Monday, April 19, 2010

No, I will not stand up.

He looks so serious.

Where to begin.

I have, in a previous post, vented my complaints about Nintendo and their quest to make everyone who plays videogames look as silly as possible while doing so. I have kept myself completely isolated from this terrible plague by purchasing no Nintendo products and not being intered in a nursing home (yet). Sony and Microsoft are now following the money, and while I will give Microsoft a few points for at least trying to look different, Sony is about to release the exact same thing. Yes, it relies on Eye Toy 2.0 for depth perception. Yes, the most and sub controllers are connected via blue tooth instead of a card to eliminate the chance of strangling small children. In practice, though, they are indistinguishable, only now with the horse power of the PS3 behind them, you can look silly in 1080p instead 480.

My issue is not with looking like an idiot, as I rarely have witnesses to my game playing and own a few too many undersized plastic instruments to make that arguement stick. Motion control itself is the sticking point. Motion is control is supposed to add something to the game, an illusion of interaction, or maybe just get your fat ass moving, but without any form of feedback it is nothing more than flailing limbs. The idea of lightsaber battles sure sounds cool, but when my attack is blocked and the only feedback I get is visual all the motion control in the world isn't going to keep the immersion from breaking down. I submit that sitting idly with a controller is better for the vast majority of existing genres.

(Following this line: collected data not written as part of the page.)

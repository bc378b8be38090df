//! Account handlers: signup, login, logout and the current session.
//!
//! ```text
//! POST /api/v1/signup {"employeeId":"EMP001","fullName":"Jane","password":"...","requestAdmin":false}
//! POST /api/v1/login  {"employeeId":"EMP001","password":"..."}
//! POST /api/v1/logout
//! GET  /api/v1/session
//! ```

use actix_web::{HttpResponse, get, post, web};
use serde::{Deserialize, Serialize};
use tracing::info;
use utoipa::ToSchema;

use crate::domain::ports::SessionSummary;
use crate::domain::{Error, ErrorCode, LoginCredentials, SignupRequest};
use crate::inbound::http::ApiResult;
use crate::inbound::http::session::SessionContext;
use crate::inbound::http::state::HttpState;
use crate::inbound::http::validation::invalid_field;

/// Signup request body.
#[derive(Debug, Deserialize, Serialize, ToSchema)]
#[serde(rename_all = "camelCase")]
pub struct SignupBody {
    pub employee_id: String,
    pub full_name: String,
    pub password: String,
    #[serde(default)]
    pub request_admin: bool,
}

/// Login request body.
#[derive(Debug, Deserialize, Serialize, ToSchema)]
#[serde(rename_all = "camelCase")]
pub struct LoginBody {
    pub employee_id: String,
    pub password: String,
}

/// Register a new employee account and sign it in.
#[utoipa::path(
    post,
    path = "/api/v1/signup",
    request_body = SignupBody,
    responses(
        (status = 201, description = "Account created", body = SessionSummary,
            headers(("Set-Cookie" = String, description = "Session cookie"))),
        (status = 400, description = "Invalid request", body = Error),
        (status = 409, description = "Employee id already registered", body = Error),
        (status = 500, description = "Internal server error", body = Error)
    ),
    tags = ["accounts"],
    operation_id = "signup",
    security([])
)]
#[post("/signup")]
pub async fn signup(
    state: web::Data<HttpState>,
    session: SessionContext,
    payload: web::Json<SignupBody>,
) -> ApiResult<HttpResponse> {
    let body = payload.into_inner();
    let request = SignupRequest::try_from_parts(
        &body.employee_id,
        &body.full_name,
        &body.password,
        body.request_admin,
    )
    .map_err(invalid_field)?;

    let employee = state.signup.signup(&request).await?;
    session.persist_employee(employee.employee_id())?;
    let summary = state.session.describe(employee.employee_id()).await?;
    Ok(HttpResponse::Created().json(summary))
}

/// Verify credentials and establish a session.
#[utoipa::path(
    post,
    path = "/api/v1/login",
    request_body = LoginBody,
    responses(
        (status = 200, description = "Login success", body = SessionSummary,
            headers(("Set-Cookie" = String, description = "Session cookie"))),
        (status = 400, description = "Invalid request", body = Error),
        (status = 401, description = "Invalid credentials", body = Error),
        (status = 500, description = "Internal server error", body = Error)
    ),
    tags = ["accounts"],
    operation_id = "login",
    security([])
)]
#[post("/login")]
pub async fn login(
    state: web::Data<HttpState>,
    session: SessionContext,
    payload: web::Json<LoginBody>,
) -> ApiResult<web::Json<SessionSummary>> {
    let body = payload.into_inner();
    let credentials =
        LoginCredentials::try_from_parts(&body.employee_id, &body.password).map_err(invalid_field)?;

    let employee = state.login.authenticate(&credentials).await?;
    session.persist_employee(employee.employee_id())?;
    info!(employee_id = %employee.employee_id(), "employee logged in");
    Ok(web::Json(state.session.describe(employee.employee_id()).await?))
}

/// Clear the session cookie. Always succeeds.
#[utoipa::path(
    post,
    path = "/api/v1/logout",
    responses((status = 204, description = "Session cleared")),
    tags = ["accounts"],
    operation_id = "logout"
)]
#[post("/logout")]
pub async fn logout(session: SessionContext) -> HttpResponse {
    session.clear();
    HttpResponse::NoContent().finish()
}

/// Who is signed in, and where the UI should send them.
#[utoipa::path(
    get,
    path = "/api/v1/session",
    responses(
        (status = 200, description = "Current session", body = SessionSummary),
        (status = 401, description = "Not signed in", body = Error),
        (status = 500, description = "Internal server error", body = Error)
    ),
    tags = ["accounts"],
    operation_id = "currentSession"
)]
#[get("/session")]
pub async fn current_session(
    state: web::Data<HttpState>,
    session: SessionContext,
) -> ApiResult<web::Json<SessionSummary>> {
    let employee_id = session.require_employee_id()?;
    let summary = state.session.describe(&employee_id).await.inspect_err(|err| {
        if err.code() == ErrorCode::Unauthorized {
            session.clear();
        }
    })?;
    Ok(web::Json(summary))
}
//! Port for archiving contact form submissions.

use async_trait::async_trait;

use crate::domain::ContactSubmission;

use super::define_port_error;

define_port_error! {
    /// Errors raised by contact submission adapters.
    pub enum ContactSubmissionRepositoryError {
        /// Repository connection could not be established.
        Connection { message: String } =>
            "contact archive connection failed: {message}",
        /// Query or mutation failed during execution.
        Query { message: String } =>
            "contact archive query failed: {message}",
    }
}

#[cfg_attr(test, mockall::automock)]
#[async_trait]
pub trait ContactSubmissionRepository: Send + Sync {
    async fn insert(
        &self,
        submission: &ContactSubmission,
    ) -> Result<(), ContactSubmissionRepositoryError>;
}

/// Fixture implementation that discards submissions.
#[derive(Debug, Default, Clone, Copy)]
pub struct FixtureContactSubmissionRepository;

#[async_trait]
impl ContactSubmissionRepository for FixtureContactSubmissionRepository {
    async fn insert(
        &self,
        _submission: &ContactSubmission,
    ) -> Result<(), ContactSubmissionRepositoryError> {
        Ok(())
    }
}
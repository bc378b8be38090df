//! Async wrappers that move password hashing off the request thread.

use std::sync::Arc;

use zeroize::Zeroizing;

use super::ports::CredentialHasher;
use super::{Error, PasswordHash};

pub(crate) async fn hash_password<H>(hasher: &Arc<H>, password: &str) -> Result<PasswordHash, Error>
where
    H: CredentialHasher + ?Sized + 'static,
{
    let hasher = Arc::clone(hasher);
    let password = Zeroizing::new(password.to_owned());
    tokio::task::spawn_blocking(move || hasher.hash(&password))
        .await
        .map_err(|err| Error::internal(format!("password hashing task failed: {err}")))?
        .map_err(Error::from)
}

pub(crate) async fn verify_password<H>(
    hasher: &Arc<H>,
    password: &str,
    hash: PasswordHash,
) -> Result<bool, Error>
where
    H: CredentialHasher + ?Sized + 'static,
{
    let hasher = Arc::clone(hasher);
    let password = Zeroizing::new(password.to_owned());
    tokio::task::spawn_blocking(move || hasher.verify(&password, &hash))
        .await
        .map_err(|err| Error::internal(format!("password verification task failed: {err}")))?
        .map_err(Error::from)
}
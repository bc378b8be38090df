//! Diesel row structs. Internal to the persistence layer; repositories
//! convert them to domain types before returning.

use chrono::{DateTime, Utc};
use diesel::prelude::*;
use serde_json::Value;
use uuid::Uuid;

use super::schema::{admins, contact_submissions, employees, notifications, teacher_profiles};

// ---------------------------------------------------------------------------
// Employees and admins
// ---------------------------------------------------------------------------

#[derive(Debug, Clone, Queryable, Selectable)]
#[diesel(table_name = employees)]
#[diesel(check_for_backend(diesel::pg::Pg))]
pub(crate) struct EmployeeRow {
    pub employee_id: String,
    pub full_name: String,
}

#[derive(Debug, Clone, Insertable)]
#[diesel(table_name = employees)]
pub(crate) struct NewEmployeeRow<'a> {
    pub employee_id: &'a str,
    pub full_name: &'a str,
    pub password_hash: &'a str,
}

#[derive(Debug, Clone, Insertable)]
#[diesel(table_name = admins)]
pub(crate) struct NewAdminRow<'a> {
    pub employee_id: &'a str,
    pub role: &'a str,
}

// ---------------------------------------------------------------------------
// Teacher profiles
// ---------------------------------------------------------------------------

/// Full profile row. Used for reads, inserts and whole-row replacement, so
/// `None` writes `NULL` rather than skipping the column. Timestamps are left
/// to the database.
#[derive(Debug, Clone, Default, PartialEq, Queryable, Selectable, Insertable, AsChangeset)]
#[diesel(table_name = teacher_profiles)]
#[diesel(primary_key(employee_id))]
#[diesel(treat_none_as_null = true)]
#[diesel(check_for_backend(diesel::pg::Pg))]
pub(crate) struct TeacherProfileRow {
    pub employee_id: String,
    pub full_name: Option<String>,
    pub program: Option<String>,
    pub designation: Option<String>,
    pub department: Option<String>,
    pub date_of_joining: Option<String>,
    pub date_of_birth: Option<String>,
    pub gender: Option<String>,
    pub blood_group: Option<String>,
    pub nationality: Option<String>,
    pub highest_qualification: Option<String>,
    pub specialization: Option<String>,
    pub about: Option<String>,
    pub photo_url: Option<String>,
    pub official_email: Option<String>,
    pub email: Option<String>,
    pub personal_email: Option<String>,
    pub phone: Option<String>,
    pub alternate_phone: Option<String>,
    pub address: Option<String>,
    pub communication_address: Option<String>,
    pub permanent_address: Option<String>,
    pub pan_number: Option<String>,
    pub aadhaar_number: Option<String>,
    pub orcid_id: Option<String>,
    pub scopus_id: Option<String>,
    pub vidwan_id: Option<String>,
    pub teaching_experience_years: Option<i32>,
    pub industry_experience_years: Option<i32>,
    pub research_experience_years: Option<i32>,
    pub education: Option<Value>,
    pub experience_teaching: Option<Value>,
    pub experience_admin: Option<Value>,
    pub publications: Option<Value>,
    pub projects: Option<Value>,
    pub awards: Option<Value>,
    pub events: Option<Value>,
    pub memberships: Option<Value>,
    pub student_interaction: Option<Value>,
    pub social_links: Option<Value>,
}

// ---------------------------------------------------------------------------
// Notifications and contact submissions
// ---------------------------------------------------------------------------

#[derive(Debug, Clone, Queryable, Selectable, Insertable)]
#[diesel(table_name = notifications)]
#[diesel(check_for_backend(diesel::pg::Pg))]
pub(crate) struct NotificationRow {
    pub id: Uuid,
    pub recipient_id: String,
    pub sender_id: String,
    pub title: String,
    pub message: String,
    pub kind: String,
    pub is_read: bool,
    pub created_at: DateTime<Utc>,
}

#[derive(Debug, Clone, Insertable)]
#[diesel(table_name = contact_submissions)]
pub(crate) struct NewContactSubmissionRow<'a> {
    pub id: Uuid,
    pub full_name: &'a str,
    pub email: &'a str,
    pub message: &'a str,
    pub status: &'a str,
    pub created_at: DateTime<Utc>,
    pub updated_at: DateTime<Utc>,
}
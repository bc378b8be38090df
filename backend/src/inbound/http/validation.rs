//! Shared parsing helpers for path and body values in HTTP adapters.

use serde_json::json;
use uuid::Uuid;

use crate::domain::{EmployeeId, Error, FieldError};

/// Parse an employee id taken from the URL path.
pub(crate) fn parse_employee_id(raw: &str, field: &'static str) -> Result<EmployeeId, Error> {
    EmployeeId::new(raw).map_err(|err| {
        Error::invalid_request(format!("{field}: {err}"))
            .with_details(json!({ "field": field, "code": err.code() }))
    })
}

/// Parse a UUID taken from the URL path.
pub(crate) fn parse_uuid(raw: &str, field: &'static str) -> Result<Uuid, Error> {
    Uuid::parse_str(raw).map_err(|_| {
        Error::invalid_request(format!("{field} must be a valid UUID")).with_details(json!({
            "field": field,
            "value": raw,
            "code": "invalid_uuid",
        }))
    })
}

/// Turn a validation failure into a 400 with `details { field, code }`.
pub(crate) fn invalid_field(err: impl Into<FieldError>) -> Error {
    Error::from(err.into())
}
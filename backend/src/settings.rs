//! Process configuration loaded via OrthoConfig.
//!
//! Values come from CLI flags, `FACULTY_*` environment variables and an
//! optional configuration file, in that order of precedence. Session cookie
//! settings are parsed separately by
//! [`crate::inbound::http::session_config`].

use std::net::{IpAddr, Ipv4Addr, SocketAddr};
use std::time::Duration;

use ortho_config::OrthoConfig;
use serde::Deserialize;

const DEFAULT_BIND_PORT: u16 = 8080;
const DEFAULT_DB_MAX_CONNECTIONS: u32 = 10;
const DEFAULT_DB_CONNECTION_TIMEOUT_SECS: u64 = 30;
const DEFAULT_MAIL_TIMEOUT_SECS: u64 = 10;
const DEFAULT_MAIL_FROM: &str = "Faculty Directory <noreply@localhost>";
const DEFAULT_CONTACT_INBOX: &str = "office@localhost";

/// Startup settings for the faculty directory server.
#[derive(Debug, Clone, Deserialize, OrthoConfig)]
#[ortho_config(prefix = "FACULTY")]
pub struct AppSettings {
    /// Interface to bind; defaults to all IPv4 interfaces.
    pub bind_host: Option<IpAddr>,
    pub bind_port: Option<u16>,
    /// PostgreSQL URL. Without it the server runs over in-memory fixtures.
    pub database_url: Option<String>,
    pub db_max_connections: Option<u32>,
    pub db_connection_timeout_secs: Option<u64>,
    /// Transactional email API endpoint. Without it mail is only logged.
    pub mail_api_url: Option<String>,
    pub mail_api_key: Option<String>,
    pub mail_from: Option<String>,
    /// Recipient of contact form messages.
    pub contact_inbox: Option<String>,
    pub mail_timeout_secs: Option<u64>,
    /// Apply embedded migrations before serving.
    #[ortho_config(default = false)]
    pub run_migrations: bool,
}

impl AppSettings {
    pub fn bind_addr(&self) -> SocketAddr {
        SocketAddr::new(
            self.bind_host.unwrap_or(IpAddr::V4(Ipv4Addr::UNSPECIFIED)),
            self.bind_port.unwrap_or(DEFAULT_BIND_PORT),
        )
    }

    /// Database URL with blank values treated as unset.
    pub fn database_url(&self) -> Option<&str> {
        non_blank(self.database_url.as_deref())
    }

    pub fn db_max_connections(&self) -> u32 {
        self.db_max_connections
            .unwrap_or(DEFAULT_DB_MAX_CONNECTIONS)
    }

    pub fn db_connection_timeout(&self) -> Duration {
        Duration::from_secs(
            self.db_connection_timeout_secs
                .unwrap_or(DEFAULT_DB_CONNECTION_TIMEOUT_SECS),
        )
    }

    pub fn mail_api_url(&self) -> Option<&str> {
        non_blank(self.mail_api_url.as_deref())
    }

    pub fn mail_api_key(&self) -> &str {
        self.mail_api_key.as_deref().unwrap_or_default()
    }

    pub fn mail_from(&self) -> &str {
        non_blank(self.mail_from.as_deref()).unwrap_or(DEFAULT_MAIL_FROM)
    }

    pub fn contact_inbox(&self) -> &str {
        non_blank(self.contact_inbox.as_deref()).unwrap_or(DEFAULT_CONTACT_INBOX)
    }

    pub fn mail_timeout(&self) -> Duration {
        Duration::from_secs(self.mail_timeout_secs.unwrap_or(DEFAULT_MAIL_TIMEOUT_SECS))
    }
}

fn non_blank(value: Option<&str>) -> Option<&str> {
    value.map(str::trim).filter(|value| !value.is_empty())
}

#[cfg(test)]
mod tests {
    //! Unit tests for configuration parsing and defaults.

    use super::*;
    use std::ffi::OsString;

    use env_lock::lock_env;
    use rstest::rstest;

    const VARS: [&str; 11] = [
        "FACULTY_BIND_HOST",
        "FACULTY_BIND_PORT",
        "FACULTY_DATABASE_URL",
        "FACULTY_DB_MAX_CONNECTIONS",
        "FACULTY_DB_CONNECTION_TIMEOUT_SECS",
        "FACULTY_MAIL_API_URL",
        "FACULTY_MAIL_API_KEY",
        "FACULTY_MAIL_FROM",
        "FACULTY_CONTACT_INBOX",
        "FACULTY_MAIL_TIMEOUT_SECS",
        "FACULTY_RUN_MIGRATIONS",
    ];

    fn vars_with(overrides: &[(&'static str, &str)]) -> Vec<(&'static str, Option<String>)> {
        VARS.iter()
            .map(|name| {
                let value = overrides
                    .iter()
                    .find(|(key, _)| key == name)
                    .map(|(_, value)| (*value).to_owned());
                (*name, value)
            })
            .collect()
    }

    fn load_from_empty_args() -> AppSettings {
        AppSettings::load_from_iter([OsString::from("faculty-backend")])
            .expect("config should load")
    }

    #[rstest]
    fn defaults_apply_when_nothing_is_set() {
        let _guard = lock_env(vars_with(&[]));

        let settings = load_from_empty_args();
        assert_eq!(settings.bind_addr(), "0.0.0.0:8080".parse().expect("addr"));
        assert_eq!(settings.database_url(), None);
        assert_eq!(settings.db_max_connections(), DEFAULT_DB_MAX_CONNECTIONS);
        assert_eq!(settings.mail_api_url(), None);
        assert_eq!(settings.mail_from(), DEFAULT_MAIL_FROM);
        assert_eq!(settings.contact_inbox(), DEFAULT_CONTACT_INBOX);
        assert_eq!(settings.mail_timeout(), Duration::from_secs(10));
        assert!(!settings.run_migrations);
    }

    #[rstest]
    fn environment_overrides_are_respected() {
        let _guard = lock_env(vars_with(&[
            ("FACULTY_BIND_HOST", "127.0.0.1"),
            ("FACULTY_BIND_PORT", "9000"),
            ("FACULTY_DATABASE_URL", "postgres://db/faculty"),
            ("FACULTY_DB_MAX_CONNECTIONS", "4"),
            ("FACULTY_CONTACT_INBOX", "dean@college.edu"),
            ("FACULTY_RUN_MIGRATIONS", "true"),
        ]));

        let settings = load_from_empty_args();
        assert_eq!(settings.bind_addr(), "127.0.0.1:9000".parse().expect("addr"));
        assert_eq!(settings.database_url(), Some("postgres://db/faculty"));
        assert_eq!(settings.db_max_connections(), 4);
        assert_eq!(settings.contact_inbox(), "dean@college.edu");
        assert!(settings.run_migrations);
    }

    #[rstest]
    #[case(Some("   "), None)]
    #[case(Some(""), None)]
    #[case(Some(" https://mail.example/send "), Some("https://mail.example/send"))]
    #[case(None, None)]
    fn blank_values_count_as_unset(#[case] raw: Option<&str>, #[case] expected: Option<&str>) {
        assert_eq!(non_blank(raw), expected);
    }
}
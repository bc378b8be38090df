//! Shared helpers for HTTP integration suites.
//!
//! [`InMemoryDirectory`] implements every driven store port over one mutex so
//! the real services can run behind the real handlers without PostgreSQL.

use std::collections::BTreeMap;
use std::sync::{Arc, Mutex, MutexGuard};

use actix_session::{SessionMiddleware, storage::CookieSessionStore};
use actix_web::cookie::{Cookie, Key};
use actix_web::dev::{Service, ServiceResponse};
use actix_web::{App, test, web};
use async_trait::async_trait;
use serde_json::Value;
use uuid::Uuid;

use backend::domain::ports::{
    AdminRepository, AdminRepositoryError, ContactSubmissionRepository,
    ContactSubmissionRepositoryError, EmployeeRepository, EmployeeRepositoryError, Mailer,
    MailerError, NewEmployeeRecord, NotificationRepository, NotificationRepositoryError,
    OutboundEmail, TeacherProfileRepository, TeacherProfileRepositoryError,
};
use backend::domain::{
    AccountService, AdminRole, AdminSet, ContactService, ContactSubmission, DirectoryService,
    Employee, EmployeeId, Notification, NotificationService, PasswordHash, ProfileService,
    TeacherProfile,
};
use backend::inbound::http::api_routes;
use backend::inbound::http::state::HttpState;
use backend::outbound::security::Argon2Hasher;

pub const CONTACT_INBOX: &str = "office@college.edu";

#[derive(Default)]
struct Tables {
    employees: BTreeMap<EmployeeId, (Employee, PasswordHash)>,
    admins: BTreeMap<EmployeeId, AdminRole>,
    profiles: BTreeMap<EmployeeId, TeacherProfile>,
    notifications: Vec<Notification>,
    submissions: Vec<ContactSubmission>,
}

/// All five stores behind one lock.
#[derive(Default)]
pub struct InMemoryDirectory {
    tables: Mutex<Tables>,
}

impl InMemoryDirectory {
    fn tables(&self) -> MutexGuard<'_, Tables> {
        self.tables.lock().expect("directory lock")
    }

    pub fn submissions(&self) -> Vec<ContactSubmission> {
        self.tables().submissions.clone()
    }

    pub fn profile(&self, employee_id: &str) -> Option<TeacherProfile> {
        let id = EmployeeId::new(employee_id).expect("valid id");
        self.tables().profiles.get(&id).cloned()
    }
}

#[async_trait]
impl EmployeeRepository for InMemoryDirectory {
    async fn find_by_id(
        &self,
        employee_id: &EmployeeId,
    ) -> Result<Option<Employee>, EmployeeRepositoryError> {
        Ok(self
            .tables()
            .employees
            .get(employee_id)
            .map(|(employee, _)| employee.clone()))
    }

    async fn find_password_hash(
        &self,
        employee_id: &EmployeeId,
    ) -> Result<Option<PasswordHash>, EmployeeRepositoryError> {
        Ok(self
            .tables()
            .employees
            .get(employee_id)
            .map(|(_, hash)| hash.clone()))
    }

    async fn list(&self) -> Result<Vec<Employee>, EmployeeRepositoryError> {
        Ok(self
            .tables()
            .employees
            .values()
            .map(|(employee, _)| employee.clone())
            .collect())
    }

    async fn create(&self, record: &NewEmployeeRecord) -> Result<(), EmployeeRepositoryError> {
        let mut tables = self.tables();
        let id = record.employee.employee_id().clone();
        if tables.employees.contains_key(&id) {
            return Err(EmployeeRepositoryError::duplicate_employee_id(id.as_ref()));
        }
        tables.employees.insert(
            id.clone(),
            (record.employee.clone(), record.password_hash.clone()),
        );
        if let Some(profile) = &record.profile {
            tables.profiles.insert(id.clone(), profile.clone());
        }
        if let Some(role) = &record.admin_role {
            tables.admins.insert(id, role.clone());
        }
        Ok(())
    }

    async fn delete(&self, employee_id: &EmployeeId) -> Result<bool, EmployeeRepositoryError> {
        let mut tables = self.tables();
        tables.profiles.remove(employee_id);
        tables.admins.remove(employee_id);
        Ok(tables.employees.remove(employee_id).is_some())
    }
}

#[async_trait]
impl AdminRepository for InMemoryDirectory {
    async fn list_admins(&self) -> Result<AdminSet, AdminRepositoryError> {
        Ok(self.tables().admins.keys().cloned().collect())
    }

    async fn is_admin(&self, employee_id: &EmployeeId) -> Result<bool, AdminRepositoryError> {
        Ok(self.tables().admins.contains_key(employee_id))
    }

    async fn grant(
        &self,
        employee_id: &EmployeeId,
        role: &AdminRole,
    ) -> Result<(), AdminRepositoryError> {
        self.tables()
            .admins
            .entry(employee_id.clone())
            .or_insert_with(|| role.clone());
        Ok(())
    }

    async fn revoke(&self, employee_id: &EmployeeId) -> Result<bool, AdminRepositoryError> {
        Ok(self.tables().admins.remove(employee_id).is_some())
    }
}

#[async_trait]
impl TeacherProfileRepository for InMemoryDirectory {
    async fn find(
        &self,
        employee_id: &EmployeeId,
    ) -> Result<Option<TeacherProfile>, TeacherProfileRepositoryError> {
        Ok(self.tables().profiles.get(employee_id).cloned())
    }

    async fn list(
        &self,
    ) -> Result<Vec<(EmployeeId, TeacherProfile)>, TeacherProfileRepositoryError> {
        Ok(self
            .tables()
            .profiles
            .iter()
            .map(|(id, profile)| (id.clone(), profile.clone()))
            .collect())
    }

    async fn upsert(
        &self,
        employee_id: &EmployeeId,
        profile: &TeacherProfile,
    ) -> Result<(), TeacherProfileRepositoryError> {
        self.tables()
            .profiles
            .insert(employee_id.clone(), profile.clone());
        Ok(())
    }
}

#[async_trait]
impl NotificationRepository for InMemoryDirectory {
    async fn insert_many(
        &self,
        notifications: &[Notification],
    ) -> Result<(), NotificationRepositoryError> {
        self.tables()
            .notifications
            .extend(notifications.iter().cloned());
        Ok(())
    }

    async fn list_for_recipient(
        &self,
        recipient_id: &EmployeeId,
    ) -> Result<Vec<Notification>, NotificationRepositoryError> {
        let mut rows: Vec<Notification> = self
            .tables()
            .notifications
            .iter()
            .filter(|row| &row.recipient_id == recipient_id)
            .cloned()
            .collect();
        rows.sort_by(|a, b| b.created_at.cmp(&a.created_at));
        Ok(rows)
    }

    async fn unread_count(
        &self,
        recipient_id: &EmployeeId,
    ) -> Result<u64, NotificationRepositoryError> {
        let count = self
            .tables()
            .notifications
            .iter()
            .filter(|row| &row.recipient_id == recipient_id && !row.is_read)
            .count();
        Ok(u64::try_from(count).expect("count fits"))
    }

    async fn mark_read(
        &self,
        recipient_id: &EmployeeId,
        notification_id: Uuid,
    ) -> Result<bool, NotificationRepositoryError> {
        let mut tables = self.tables();
        let row = tables
            .notifications
            .iter_mut()
            .find(|row| row.id == notification_id && &row.recipient_id == recipient_id);
        Ok(row.map(|row| row.is_read = true).is_some())
    }
}

#[async_trait]
impl ContactSubmissionRepository for InMemoryDirectory {
    async fn insert(
        &self,
        submission: &ContactSubmission,
    ) -> Result<(), ContactSubmissionRepositoryError> {
        self.tables().submissions.push(submission.clone());
        Ok(())
    }
}

/// Mailer that keeps every message it is handed.
#[derive(Default)]
pub struct RecordingMailer {
    sent: Mutex<Vec<OutboundEmail>>,
}

impl RecordingMailer {
    pub fn sent(&self) -> Vec<OutboundEmail> {
        self.sent.lock().expect("mailer lock").clone()
    }
}

#[async_trait]
impl Mailer for RecordingMailer {
    async fn send(&self, email: &OutboundEmail) -> Result<(), MailerError> {
        self.sent.lock().expect("mailer lock").push(email.clone());
        Ok(())
    }
}

/// Stores, mailer and the HTTP state built over them.
pub struct Harness {
    pub directory: Arc<InMemoryDirectory>,
    pub mailer: Arc<RecordingMailer>,
    pub state: HttpState,
}

impl Harness {
    pub fn new() -> Self {
        let directory = Arc::new(InMemoryDirectory::default());
        let mailer = Arc::new(RecordingMailer::default());
        let hasher = Arc::new(Argon2Hasher::default());
        let clock: Arc<dyn mockable::Clock> = Arc::new(mockable::DefaultClock);

        let accounts = Arc::new(AccountService::new(
            directory.clone(),
            directory.clone(),
            directory.clone(),
            hasher.clone(),
        ));
        let profile = Arc::new(ProfileService::new(
            directory.clone(),
            directory.clone(),
            directory.clone(),
        ));
        let notifications = Arc::new(NotificationService::new(
            directory.clone(),
            directory.clone(),
            directory.clone(),
            directory.clone(),
            mailer.clone(),
            clock.clone(),
        ));
        let state = HttpState {
            login: accounts.clone(),
            signup: accounts.clone(),
            session: accounts,
            profile_query: profile.clone(),
            profile_command: profile,
            directory: Arc::new(DirectoryService::new(
                directory.clone(),
                directory.clone(),
                directory.clone(),
                hasher,
            )),
            notifications: notifications.clone(),
            notifications_query: notifications,
            contact: Arc::new(ContactService::new(
                mailer.clone(),
                directory.clone(),
                clock,
                CONTACT_INBOX,
            )),
        };

        Self {
            directory,
            mailer,
            state,
        }
    }
}

/// Initialise the `/api/v1` surface over `state` with a throwaway session key.
pub async fn init_app(
    state: HttpState,
) -> impl Service<actix_http::Request, Response = ServiceResponse, Error = actix_web::Error> {
    let session = SessionMiddleware::builder(CookieSessionStore::default(), Key::generate())
        .cookie_name("session".to_owned())
        .cookie_secure(false)
        .build();
    test::init_service(
        App::new()
            .app_data(web::Data::new(state))
            .service(web::scope("/api/v1").wrap(session).configure(api_routes)),
    )
    .await
}

/// Extract the `session` cookie set by `response`, if any.
pub fn session_cookie(response: &ServiceResponse) -> Option<Cookie<'static>> {
    response
        .response()
        .cookies()
        .find(|cookie| cookie.name() == "session")
        .map(Cookie::into_owned)
}

/// Read a JSON body from `response`.
pub async fn json_body(response: ServiceResponse) -> Value {
    let bytes = test::read_body(response).await;
    serde_json::from_slice(&bytes).expect("JSON body")
}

The new forms of 'game play' that are being invented to work with the fancy new controllers are all so shallow that they grow stale after only a few hours. Shoe horning existing games into this arena fair no better. I cannot wait for Socom fans to complain when they realize that the Sony lolipop is their only option and it makes accurate aiming and movment impossible. This nonsense may very well be the next step in the evolution of the hobby, but it is a step that should have taken place behind closed doors, held out of the public eye until the technology has caught up with what marketers think gaming is all about. Right now it feels like a step backwards as there is nothing that swinging my arms around can do that pushing a button cannot do better.